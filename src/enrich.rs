//! Secondary, rate-limited pass over an already-ranked result set.
//!
//! Scores are always applied. Network augmentation (citation links and
//! author identities) only runs for small result sets, and each paper is
//! isolated: a failed lookup leaves that paper exactly as it was.

use std::collections::HashMap;
use std::sync::Arc;

use async_trait::async_trait;

use crate::apis::opencitations::CitationLink;
use crate::apis::orcid::AuthorProfile;
use crate::apis::{Paper, SourceError};
use crate::error::EnrichmentError;
use crate::rate_limit::RateLimiter;
use crate::scoring;

pub const OPENCITATIONS_RPS: f64 = 5.0;
pub const ORCID_RPS: f64 = 24.0;

#[async_trait]
pub trait CitationLookup: Send + Sync {
    /// Papers citing `doi`, at most `limit`.
    async fn citing(&self, doi: &str, limit: usize) -> Result<Vec<CitationLink>, SourceError>;
    /// Papers `doi` cites, at most `limit`.
    async fn references(&self, doi: &str, limit: usize) -> Result<Vec<CitationLink>, SourceError>;
}

#[async_trait]
pub trait AuthorRegistry: Send + Sync {
    /// `Ok(None)` when the registry has no match for `name`.
    async fn lookup(&self, name: &str) -> Result<Option<AuthorProfile>, SourceError>;
}

#[derive(Debug, Clone, Copy, PartialEq, Eq)]
pub struct EnrichmentPolicy {
    /// Larger result sets get scores only.
    pub max_results: usize,
    pub max_doi_papers: usize,
    pub max_links: usize,
}

impl Default for EnrichmentPolicy {
    fn default() -> Self {
        Self {
            max_results: 50,
            max_doi_papers: 20,
            max_links: 10,
        }
    }
}

pub struct Enricher {
    citations: Arc<dyn CitationLookup>,
    authors: Arc<dyn AuthorRegistry>,
    citation_limiter: RateLimiter,
    author_limiter: RateLimiter,
    policy: EnrichmentPolicy,
}

impl Enricher {
    pub fn new(citations: Arc<dyn CitationLookup>, authors: Arc<dyn AuthorRegistry>) -> Self {
        Self {
            citations,
            authors,
            citation_limiter: RateLimiter::per_second(OPENCITATIONS_RPS),
            author_limiter: RateLimiter::per_second(ORCID_RPS),
            policy: EnrichmentPolicy::default(),
        }
    }

    pub fn with_policy(mut self, policy: EnrichmentPolicy) -> Self {
        self.policy = policy;
        self
    }

    pub fn with_limiters(mut self, citations: RateLimiter, authors: RateLimiter) -> Self {
        self.citation_limiter = citations;
        self.author_limiter = authors;
        self
    }

    pub fn policy(&self) -> EnrichmentPolicy {
        self.policy
    }

    pub async fn enrich(&self, mut papers: Vec<Paper>, include_authors: bool, current_year: i32) -> Vec<Paper> {
        for paper in papers.iter_mut() {
            scoring::apply_scores(paper, current_year);
        }

        if papers.len() > self.policy.max_results {
            tracing::info!(
                "Skipping network enrichment for {} results (limit {})",
                papers.len(),
                self.policy.max_results
            );
            return papers;
        }

        self.enrich_citations(&mut papers).await;
        if include_authors {
            self.enrich_authors(&mut papers).await;
        }
        papers
    }

    async fn enrich_citations(&self, papers: &mut [Paper]) {
        let targets: Vec<(String, String)> = papers
            .iter()
            .filter_map(|p| p.doi.as_ref().map(|doi| (p.id.clone(), doi.clone())))
            .take(self.policy.max_doi_papers)
            .collect();

        let mut found: HashMap<String, (Vec<CitationLink>, Vec<CitationLink>)> = HashMap::new();
        for (id, doi) in targets {
            match self.citation_links(&doi).await {
                Ok(links) => {
                    found.insert(id, links);
                }
                Err(e) => tracing::warn!("Leaving {} unenriched: {}", id, e),
            }
        }

        for paper in papers.iter_mut() {
            if let Some((citing, cited)) = found.remove(&paper.id) {
                paper.citing_papers = citing;
                paper.cited_papers = cited;
            }
        }
    }

    async fn citation_links(&self, doi: &str) -> Result<(Vec<CitationLink>, Vec<CitationLink>), EnrichmentError> {
        let limit = self.policy.max_links;
        let wrap = |source| EnrichmentError::Citations {
            doi: doi.to_string(),
            source,
        };

        self.citation_limiter.acquire().await;
        let mut citing = self.citations.citing(doi, limit).await.map_err(wrap)?;
        self.citation_limiter.acquire().await;
        let mut cited = self.citations.references(doi, limit).await.map_err(wrap)?;

        citing.truncate(limit);
        cited.truncate(limit);
        Ok((citing, cited))
    }

    async fn enrich_authors(&self, papers: &mut [Paper]) {
        for paper in papers.iter_mut() {
            match self.author_profiles(&paper.authors).await {
                Ok(profiles) => paper.author_profiles = profiles,
                Err(e) => tracing::warn!("Leaving authors of {} unenriched: {}", paper.id, e),
            }
        }
    }

    async fn author_profiles(&self, names: &[String]) -> Result<Vec<AuthorProfile>, EnrichmentError> {
        let mut profiles = Vec::with_capacity(names.len());
        for name in names {
            self.author_limiter.acquire().await;
            let profile = self
                .authors
                .lookup(name)
                .await
                .map_err(|source| EnrichmentError::Author {
                    name: name.clone(),
                    source,
                })?;
            profiles.push(profile.unwrap_or_else(|| AuthorProfile::unresolved(name.as_str())));
        }
        Ok(profiles)
    }
}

• What the exercise asks: Pull every line with the string "AuthorProfile" out of the material.

• Exercise solution:
use crate::apis::orcid::AuthorProfile;
    async fn lookup(&self, name: &str) -> Result<Option<AuthorProfile>, SourceError>;
    async fn author_profiles(&self, names: &[String]) -> Result<Vec<AuthorProfile>, EnrichmentError> {
            profiles.push(profile.unwrap_or_else(|| AuthorProfile::unresolved(name.as_str())));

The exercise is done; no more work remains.